Football coaches like to accentuate the positives of their opponents, lest their comments get taped all over their locker rooms.
But Louisville coach Charlie Strong cites hard evidence for his praise of Marshall: Thundering Herd 26, Southern Mississippi 20.
Strong knows the Thundering Herd hasn't distinguished itself since that Sept. 10 victory, but he knows what a handful the Golden Eagles can be. Strong's Cardinals outlasted Southern Miss 31-28 at the Beef O'Brady's Bowl last December in St. Petersburg, Fla.
The victory capped a 7-6 first season for Strong, but it wasn't easy. Chris Philpott booted a 36-yard field goal with 6:18 left to cap a rally from a 21-7 deficit. The Cardinals were outgained 396-287.
Philpott is back this year, but the Cardinals bade farewell to their quarterback, leading rusher (Bilal Powell) and top two receivers from that game, plus their top tackler.
Some stars of the bowl are back, though. Tight end Josh Chichester caught a touchdown pass and Jeremy Wright returned a kickoff 95 yards to answer Southern Miss' go-ahead touchdown in the fourth quarter.
One player who was not there was Victor Anderson, the 2008 Big East rookie of the year who averaged more than 30 yards a kickoff return last year.
Marshall will have to contend with a 6-foot-8, 240-pound force at tight end in Chichester. The senior has 78 career catches for 1,015 yards and nine touchdowns, and had 111 yards receiving Sept. 10 against Florida International.
The Herd will face two potential NFL prospects at the position in two weeks. Chichester is 24th at the position in the early ESPN rankings; Central Florida's Adam Nissley is three spots ahead.
"He's athletic," Herd coach Doc Holliday said of Chichester. "Not only do they use him as an attached tight end, they flex him out. At times you think they'll be '11' personnel [one back, one tight end], but they'll be '10' personnel because at the line they go four wides. They flex him into space.
"He can run; he's a big target."
Perhaps it's because Tim Tebow and Darren McFadden have taken their "wildcat" skills to the NFL. Or maybe it's because the gadget offense didn't work well everywhere (Marshall was a notorious example).
In any event, Louisville is a dying breed. The Cardinals have utilized a "Wild Card" formation, with some success. The "quarterback" is Dominique Brown, a 6-foot-2, 221-pound sophomore.
In the Cardinals' 24-17 win over Kentucky two weekends ago, Brown was the leading rusher with 91 yards on 14 carries. His long was 23 yards, after which he gave way to Will Stein. Stein then threw 38 yards to Andrell Smith to give Louisville a 7-3 lead.
The U of L announced Thursday that the game was sold out. That would mean the third crowd of 55,000-plus in school history.

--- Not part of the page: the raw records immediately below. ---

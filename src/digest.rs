//! The 160-bit content-address used to key cache entries.
//!
//! This module treats the hash function itself as a black box: anything implementing
//! SHA-1 would do, we just happen to get it from `ring` the way the rest of this crate
//! family gets its hashing from `ring::digest` (see `vocab/artifact_hash.rs` upstream).

use crate::error::{CacheIoError, Result};
use std::fmt;

pub const DIGEST_LEN: usize = 20;

/// A 20-byte content digest, bytewise-comparable, used as the cache's primary key.
#[derive(Clone, Copy, PartialEq, Eq, Hash, PartialOrd, Ord)]
pub struct Digest([u8; DIGEST_LEN]);

impl Digest {
    pub fn from_bytes(bytes: [u8; DIGEST_LEN]) -> Self {
        Digest(bytes)
    }

    pub fn as_bytes(&self) -> &[u8; DIGEST_LEN] {
        &self.0
    }

    /// Hashes `key` with SHA-1, the primitive this cache format is pinned to.
    pub fn of(key: &[u8]) -> Self {
        let digest = ring::digest::digest(&ring::digest::SHA1_FOR_LEGACY_USE_ONLY, key);
        let mut bytes = [0u8; DIGEST_LEN];
        bytes.copy_from_slice(digest.as_ref());
        Digest(bytes)
    }

    /// Parses a 40-character uppercase hex string into a digest, for the `NOHASH`
    /// open path. Matches `^[0-9A-F]{40}$` exactly; lowercase digits are rejected,
    /// not folded, since this engine never reads or writes any other case.
    pub fn from_hex(hex: &str) -> Result<Self> {
        if hex.len() != DIGEST_LEN * 2 {
            return Err(CacheIoError::InvalidArgument(format!(
                "expected a 40-character hex string, got {:?}",
                hex
            )));
        }
        let decoded = data_encoding::HEXUPPER
            .decode(hex.as_bytes())
            .map_err(|e| CacheIoError::InvalidArgument(e.to_string()))?;
        let mut bytes = [0u8; DIGEST_LEN];
        bytes.copy_from_slice(&decoded);
        Ok(Digest(bytes))
    }

    /// Renders as uppercase hex, the only case this engine ever writes to disk (see
    /// Redesign Flag 3 in SPEC_FULL.md).
    pub fn to_hex(&self) -> String {
        data_encoding::HEXUPPER.encode(&self.0)
    }

    /// A 32-bit index derived from the first four bytes, big-endian. Exposed for
    /// diagnostics and tests; the production registry is a `HashMap` and does not use
    /// this to place buckets.
    pub fn bucket_hint(&self) -> u32 {
        u32::from_be_bytes([self.0[0], self.0[1], self.0[2], self.0[3]])
    }
}

impl fmt::Debug for Digest {
    fn fmt(&self, f: &mut fmt::Formatter<'_>) -> fmt::Result {
        write!(f, "Digest({})", self.to_hex())
    }
}

impl fmt::Display for Digest {
    fn fmt(&self, f: &mut fmt::Formatter<'_>) -> fmt::Result {
        write!(f, "{}", self.to_hex())
    }
}

#[cfg(test)]
mod test {
    use super::*;

    #[test]
    fn hashes_are_stable() {
        let a = Digest::of(b"http://a/");
        let b = Digest::of(b"http://a/");
        assert_eq!(a, b);
        let c = Digest::of(b"http://b/");
        assert_ne!(a, c);
    }

    #[test]
    fn hex_round_trips_and_is_uppercase() {
        let d = Digest::of(b"http://a/");
        let hex = d.to_hex();
        assert_eq!(hex, hex.to_ascii_uppercase());
        let parsed = Digest::from_hex(&hex).unwrap();
        assert_eq!(d, parsed);
    }

    #[test]
    fn hex_parsing_rejects_lowercase() {
        let upper = "0123456789ABCDEF0123456789ABCDEF01234567";
        assert!(Digest::from_hex(upper).is_ok());
        assert!(Digest::from_hex(&upper.to_ascii_lowercase()).is_err());
    }

    #[test]
    fn hex_parsing_rejects_bad_length() {
        assert!(Digest::from_hex("01234").is_err());
        assert!(Digest::from_hex(&"0".repeat(41)).is_err());
    }

    #[test]
    fn bucket_hint_uses_first_four_bytes_big_endian() {
        let d = Digest::from_bytes([
            0x01, 0x02, 0x03, 0x04, 0, 0, 0, 0, 0, 0, 0, 0, 0, 0, 0, 0, 0, 0, 0, 0,
        ]);
        assert_eq!(d.bucket_hint(), 0x01020304);
    }
}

Papa John's Cardinal Stadium was built in 1998, replacing the ancient Cardinal Stadium on the Kentucky Fairgrounds. In 2010, capacity was increased from 42,000 to 55,000.
Twice last year, Louisville reached that larger figure - 55,327 against Kentucky and 55,106 against Cincinnati. A crowd of 43,217 in the 2006 West Virginia game remains ninth on the all-time list.
The gate for the Cardinals' two home games have been respectable, with room for more - 46,157 for Murray State and 47,228 for FIU.
For those Herd players who have traveled to road games for four years, this will be the 16th different stadium they have visited, with Houston's Robertson Stadium and Tulsa's H.A. Chapman Stadium later in the 2011 slate.
Marshall kicker Tyler Warner, having recently visited Louisville's new KFC Yum! Center downtown, is a bit excited.
"If the football stadium is anything like the basketball arena, I'm sure it will be an awesome place to play," he said.
Holliday and Strong coached together at Florida from 2005-07, on a coaching staff that seems to become more impressive by the week.
"Dan Mullen at Mississippi State did well a year ago," Holliday said. "[Steve] Addazio at Temple's done a nice job and Charlie at Louisville. Greg Mattison is now the D-coordinator at Michigan. It was a good defensive staff we had.
"Chuck Heater is a D-coordinator at Temple right now, who's leading the nation in total defense. That was an excellent staff and I was happy to be part of it."
Addazio is continuing Temple's resurgence from previous coach Al Golden, as the Owls are 3-1 and coming off a 38-7 pasting of Maryland. He lured former MU defensive line coach Sean Cronin and strength coach Frank Piraino to Philadelphia.
Mullen is 2-2 in his second year at Mississippi State, after going 9-4 and pounding Michigan in the Gator Bowl. Mattison has started his second stint at Michigan after three seasons with the Baltimore Ravens.